Aim of the exercise |
Filter by the string "InternalError": return the lines of the material that contain it.

Supplied material |
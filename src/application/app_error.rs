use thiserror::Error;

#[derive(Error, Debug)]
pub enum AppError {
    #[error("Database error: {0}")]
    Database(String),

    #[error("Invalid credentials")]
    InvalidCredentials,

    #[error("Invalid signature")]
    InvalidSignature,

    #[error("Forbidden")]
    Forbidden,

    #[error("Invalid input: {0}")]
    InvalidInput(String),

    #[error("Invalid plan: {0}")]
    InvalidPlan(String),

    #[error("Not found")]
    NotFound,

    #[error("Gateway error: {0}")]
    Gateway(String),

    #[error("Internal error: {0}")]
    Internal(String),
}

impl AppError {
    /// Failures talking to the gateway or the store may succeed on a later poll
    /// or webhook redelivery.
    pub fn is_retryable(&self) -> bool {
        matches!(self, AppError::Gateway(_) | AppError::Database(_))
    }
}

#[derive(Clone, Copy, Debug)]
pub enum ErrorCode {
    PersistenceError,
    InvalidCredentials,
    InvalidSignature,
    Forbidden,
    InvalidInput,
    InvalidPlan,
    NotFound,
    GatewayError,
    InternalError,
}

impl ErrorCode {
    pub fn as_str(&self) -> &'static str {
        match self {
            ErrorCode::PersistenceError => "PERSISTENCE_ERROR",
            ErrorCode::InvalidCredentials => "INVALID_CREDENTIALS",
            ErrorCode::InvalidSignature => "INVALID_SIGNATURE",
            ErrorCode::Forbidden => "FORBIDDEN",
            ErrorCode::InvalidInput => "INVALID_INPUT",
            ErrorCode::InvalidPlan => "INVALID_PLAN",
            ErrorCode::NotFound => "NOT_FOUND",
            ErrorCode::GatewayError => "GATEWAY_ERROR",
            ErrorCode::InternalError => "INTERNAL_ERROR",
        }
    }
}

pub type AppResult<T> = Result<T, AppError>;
* * *
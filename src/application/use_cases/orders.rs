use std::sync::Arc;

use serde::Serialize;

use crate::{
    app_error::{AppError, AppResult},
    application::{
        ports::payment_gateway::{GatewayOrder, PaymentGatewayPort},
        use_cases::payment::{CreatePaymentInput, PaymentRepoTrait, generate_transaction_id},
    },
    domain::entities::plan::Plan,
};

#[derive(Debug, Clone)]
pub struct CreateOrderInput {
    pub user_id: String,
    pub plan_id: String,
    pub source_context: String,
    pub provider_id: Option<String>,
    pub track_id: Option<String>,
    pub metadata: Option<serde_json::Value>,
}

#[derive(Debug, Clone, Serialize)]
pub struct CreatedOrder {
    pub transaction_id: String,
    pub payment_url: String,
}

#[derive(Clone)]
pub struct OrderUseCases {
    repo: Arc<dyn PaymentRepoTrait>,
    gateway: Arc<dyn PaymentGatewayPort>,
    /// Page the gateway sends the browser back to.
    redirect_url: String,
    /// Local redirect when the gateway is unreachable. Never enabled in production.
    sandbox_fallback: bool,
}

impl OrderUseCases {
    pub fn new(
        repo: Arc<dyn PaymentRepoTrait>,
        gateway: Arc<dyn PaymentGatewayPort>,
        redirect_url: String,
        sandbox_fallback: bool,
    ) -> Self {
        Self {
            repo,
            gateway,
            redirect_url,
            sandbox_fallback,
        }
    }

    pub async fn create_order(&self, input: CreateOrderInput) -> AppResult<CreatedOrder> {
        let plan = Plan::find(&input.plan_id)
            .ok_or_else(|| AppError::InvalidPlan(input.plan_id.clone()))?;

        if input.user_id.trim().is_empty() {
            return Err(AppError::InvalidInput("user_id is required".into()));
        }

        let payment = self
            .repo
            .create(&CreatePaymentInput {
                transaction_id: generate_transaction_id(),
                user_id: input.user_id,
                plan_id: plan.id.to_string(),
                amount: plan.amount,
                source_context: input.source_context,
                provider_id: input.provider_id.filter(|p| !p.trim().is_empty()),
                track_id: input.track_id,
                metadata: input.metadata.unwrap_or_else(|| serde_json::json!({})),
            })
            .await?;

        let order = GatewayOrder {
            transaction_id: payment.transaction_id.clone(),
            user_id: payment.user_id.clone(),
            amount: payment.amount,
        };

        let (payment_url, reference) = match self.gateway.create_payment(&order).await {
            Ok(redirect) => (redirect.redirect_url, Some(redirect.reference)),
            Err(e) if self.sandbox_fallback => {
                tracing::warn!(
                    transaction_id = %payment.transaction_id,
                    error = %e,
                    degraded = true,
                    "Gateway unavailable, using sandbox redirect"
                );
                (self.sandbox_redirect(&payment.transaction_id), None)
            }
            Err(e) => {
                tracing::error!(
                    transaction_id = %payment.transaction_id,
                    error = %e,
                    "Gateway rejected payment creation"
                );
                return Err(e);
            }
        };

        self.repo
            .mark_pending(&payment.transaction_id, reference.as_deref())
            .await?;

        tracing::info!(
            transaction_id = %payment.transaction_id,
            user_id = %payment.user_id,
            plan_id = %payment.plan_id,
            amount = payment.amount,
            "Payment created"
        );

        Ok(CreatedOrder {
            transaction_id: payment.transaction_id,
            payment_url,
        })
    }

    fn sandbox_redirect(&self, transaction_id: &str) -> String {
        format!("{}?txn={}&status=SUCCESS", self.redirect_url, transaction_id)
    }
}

Response |
    InternalError,
            ErrorCode::InternalError => "INTERNAL_ERROR",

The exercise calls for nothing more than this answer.